Radovan Karadzic foi um discípulo político e aliado de guerra de Slobodan Milosevic, o então presidente nacionalista e autoritário da Sérvia. Os promotores do tribunal são da opinião que Milosevic e Karadzic, além de outros políticos e oficiais sérvios, queriam usar a desintegração da Iugoslávia para tomar à força as regiões habitadas por sérvios na Croácia e na Bósnia.
Da poesia à medicina alternativa
Milosevic morreu durante o se próprio processo. Karadzic, tal como ele, também se defenderá e usará o tribunal como palco político, acredita o psiquiatra Senadin Ljubovic, que trata vítimas de guerra bósnias. Karadzic estava convencido de que agia corretamente. "Ele vai dizer até que foi obrigado a ordenar o assassinato de tantas pessoas, dizendo que as avisou antes, mas que elas não quiseram ouvi-lo. Não creio que algum dia vá demonstrar remorso", disse.

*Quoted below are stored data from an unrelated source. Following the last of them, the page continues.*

use axum::extract::{MatchedPath, Request};
use axum::{middleware::Next, response::Response};
use metrics::{counter, histogram};
use std::time::Instant;

/// Records request count and latency, labelled by route template.
pub async fn metrics_middleware(req: Request, next: Next) -> Response {
    let start = Instant::now();
    let method = req.method().to_string();
    let path = req
        .extensions()
        .get::<MatchedPath>()
        .map(|p| p.as_str().to_string())
        .unwrap_or_else(|| "unmatched".to_string());

    let response = next.run(req).await;

    let duration = start.elapsed();
    let status = response.status().as_u16().to_string();

    let labels = [("method", method), ("path", path), ("status", status)];

    counter!("http_requests_total", &labels).increment(1);
    histogram!("http_request_duration_seconds", &labels).record(duration.as_secs_f64());

    response
}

Ljubovic foi mentor de Karadzic. Ele introduziu o então jovem estudante no setor de psiquiatria da clínica em Sarajevo. Poeta nas horas vagas, Karadzic chegou à capital da Bósnia, vindo com seus pais das montanhas de Montenegro. Mais tarde, já médico, foi condenado em um processo por apropriação indébita, mas nunca chegou a cumprir pena, por ser colaborador não-oficial do serviço secreto. No início da guerra na Bósnia, o nacionalista foi nomeado presidente dos sérvios.
Após o fim da guerra e o início do inquérito, Karadzic desapareceu e esteve mais que 13 anos fugitivo. Ao ser preso em julho do ano passado, trabalhava como especialista em medicina alternativa na capital sérvia, Belgrado. Desde então, está preso em Haia. Ele se diz inocente dos crimes de homicídio, tortura e expulsão na guerra dos Bálcãs, 15 anos atrás. Segundo juristas, caso condenado, sua pena pode ser de prisão perpétua.